The results of the pairwise training documents retrieval task are shown in Table 4. The number of categories is set to 200 and MDL.5 indicates that the number of multilabels is 5. l 1 is selected as the criteria for all the language pairs to build the shared semantic space. The influence of which language is selected as the criterion is not obvious in the retrieval results. Additionally, the l 2 criteria are discussed in the next section by the Danish and Vietnamese pair. Again, the performance has more than 30% improvement compared to the baseline method for each language pair. Even if it is an MDL model, multilabels are also better than a single label. Compared to joint training, the language retrieval performance for Danish and Vietnamese is worse. This is because joint training brings richer semantic information from high-resource languages to low-resource languages, which demonstrates the ability of knowledge transfer of the model. It also shows that joint training is beneficial to improve the retrieval performance of low-resource languages. The reason is that multilingual intersection will mask more noise, that is, leave more discriminative information and reduce ambiguous information.
To illustrate the performance, we also provide monolingual document retrieval results, taking the English (en) and Italian (it) pair as an example. Table 5 shows the performance comparison of cross-lingual retrieval and monolingual retrieval for MDL.5 and Cr5. In parentheses are the percentages of performance for cross-lingual retrieval versus monolingual retrieval. The cross-lingual performance of the MDL.5 model reaches 98% of monolingual retrieval, while the Cr5 model reaches 92%. The MDL model is closer to the results of monolingual retrieval. In addition, the monolingual retrieval performance of MDL.5 has a close 20% improvement compared to the Cr5 model. The reason is that Cr5 uses millions of labels as supervision signals but ignores the semantic relationships between labels. MDL models alleviate this problem by the use of multiple labels, which improves document representation across languages.

4.2.3. Parameter Analysis

Language Criterion. As Figure 4 shows, there are 15 pairs of curves to express the performance trends of different language criteria, which are the Danish (da) and Vietnamese (vi) pair. Each pair of curves represents the mAPs for one model to evaluate multilabel numbers from 1 to 15, thus, the models are MDL.1, MDL.2,..., and MDL.15. Moreover, each curve is the average mAP of retrieval in both directions, including 20 categories settings, ranging from 50 to 1000. It is observed that each pair of curves is relatively close and the trends are similar. This indicates that the language used as the criteria to construct the shared common space has little influence on the retrieval performance of all the MDL models. Thus, l 1 was selected as the criterion by default for all experiments. This is because concept intersection has an equal status for both languages, the automatic labeling result of intersection documents is also similar, which of course also depends on the stability of the LDA topic algorithm and the avoidance of manual labeling ambiguity. Once the automatic labeling process is completed, the topic distribution of the document collection is settled, thus, the multilingual shared common space is settled.

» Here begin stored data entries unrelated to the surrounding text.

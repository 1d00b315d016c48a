//! Controller wiring for a user connected to a gateway.

use std::sync::Arc;
use std::time::Duration;

use anyhow::{anyhow, Result};
use parley_call::{CallConfig, CallController, CallView, Collaborators, PeerConnectionFactory};
use parley_media::{CaptureBackend, MediaSourceProvider};
use tokio::sync::watch;

use crate::records::{GatewayPresence, RemoteCallStore};
use crate::signaling::GatewayChannel;

pub struct GatewaySession {
    pub controller: CallController,
    pub media: Arc<MediaSourceProvider>,
    pub channel: Arc<GatewayChannel>,
}

impl GatewaySession {
    /// Bind `user` at the gateway and start a controller on top of it.
    pub async fn connect(
        base_url: &str,
        user: &str,
        config: CallConfig,
        backend: Arc<dyn CaptureBackend>,
        peers: Arc<dyn PeerConnectionFactory>,
    ) -> Result<Self> {
        let channel = Arc::new(GatewayChannel::connect(base_url, user).await?);
        let media = Arc::new(MediaSourceProvider::new(backend, config.provider_config()));
        let controller = CallController::new(
            user,
            config,
            Collaborators {
                channel: channel.clone(),
                reachability: Arc::new(GatewayPresence::new(base_url)),
                store: Arc::new(RemoteCallStore::new(base_url, channel.clone())),
                media: media.clone(),
                peers,
            },
        );
        controller.start().await?;
        Ok(Self {
            controller,
            media,
            channel,
        })
    }
}

/// Wait until the published view satisfies `pred`.
pub async fn wait_for_view(
    rx: &mut watch::Receiver<CallView>,
    within: Duration,
    what: &str,
    pred: impl FnMut(&CallView) -> bool,
) -> Result<CallView> {
    match tokio::time::timeout(within, rx.wait_for(pred)).await {
        Ok(Ok(view)) => Ok(view.clone()),
        Ok(Err(_)) => Err(anyhow!("controller went away while waiting for {}", what)),
        Err(_) => Err(anyhow!("timed out waiting for {}", what)),
    }
}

Even if the results of labeling are not necessarily the same every time, the shared space could map the documents with the same label closer, which provides the basis for the relevance calculation. Therefore, with different language criteria, the model performance is similar.
Categories and number of multilabels.Figure 5 shows the performance of pairwise training with the different number of categories and multilabels. Each line in the figure represents the trend of mAP value increasing with category where the number of multilabels is fixed. The number of multilabels is set from one to nine for all six language pairs, thus, each subplot has nine lines. It could be seen that the performance of the single label is the lowest, regardless of the language pair. However, the retrieval performance does not always increase with the number of multilabels. When the number exceeds 4, the model is pretty close to optimal performance. This shows that for Wikipedia articles with a length of 50 to 1000, using four multilabels is more effective than a single label, and especially it has advantages as supervision signals. Similarly, the retrieval performance does not always increase with the categories. For all language pairs, too few categories such as 50 are harmful to the model, while too many categories will not bring much growth and may degrade performance. For the bilingual retrieval task of Wikipedia data, the best results could be achieved without setting the number of categories greater than 1000. Based on this point, the MDL model reduces the supervision signal from millions of labels to thousands of labels, while maintaining the discriminative capacity of documents. The space is further compressed while retaining the representation ability of the shared space across languages.
Supervised signals from LDA multilabels. In order to verify the effectiveness of multilabel supervision signals, in other words, whether the document features have learned the information of the supervision signals, we generate multilabel representations through random numbers for the MDL model. Table 6 shows the results of random multilabels. The number of categories is set to 1000 and MDL.random5 indicates that the number of random multilabels is 5. The performance is similar for all language pairs in the experiments, and we choose English and Italian as a representative example. The performance of random labels is only about 0.1, which shows that it is not enough to construct a semantic space using supervised signals that only have differences but lack semantics. The topic distribution is automatically extracted by the LDA method not only contains semantic information, but plays an important role in the process of constructing the semantic space.

5. Conclusions

In this study, we propose a novel document representation approach (MDL) for cross-lingual documents retrieval task, which maps multilingual document features to the predefined shared semantic space. Cross language document representations are obtained through the individual learning of supervised autoencoders for each language. The strategy of automatic labeling for multilabel supervision signals increases the supervision information in the training stage while reducing artificial ambiguity in the semantic space. The MDL model enhances cross-lingual document features, thus, realizing the information transformation from high-resource languages to low-resource languages. Experiments on Wikipedia data show that the proposed method outperforms the state-of-the-art methods in cross-lingual document retrieval tasks with document-level representations. The MDL model still has two shortcomings that could be improved for retrieval tasks. In future work, the first aspect is to investigate how to enhance document features by integrating cross-lingual knowledge bases to improve retrieval performance. Another aspect is supervisory signals, since the multilabels used by the model are still a hard target, which contains the information on the correct labels. It is also very important for the document features to contain the information of wrong labels, which could reflect the difference in the document. Thus, how to integrate soft targets to construct the shared semantic space is a worthy problem to be solved.

Author Contributions

Formal analysis, R.Z. and K.W.; investigation, H.X. and L.H.; methodology, K.F.; writing—original draft, K.F.; writing—review and editing, R.Z. and W.W.; All authors have read and agreed to the published version of the manuscript.

Funding

This research was funded by the National Natural Science Foundation of China (No. 62072212), and the Development Project of Jilin Province of China (No. 20200403172SF).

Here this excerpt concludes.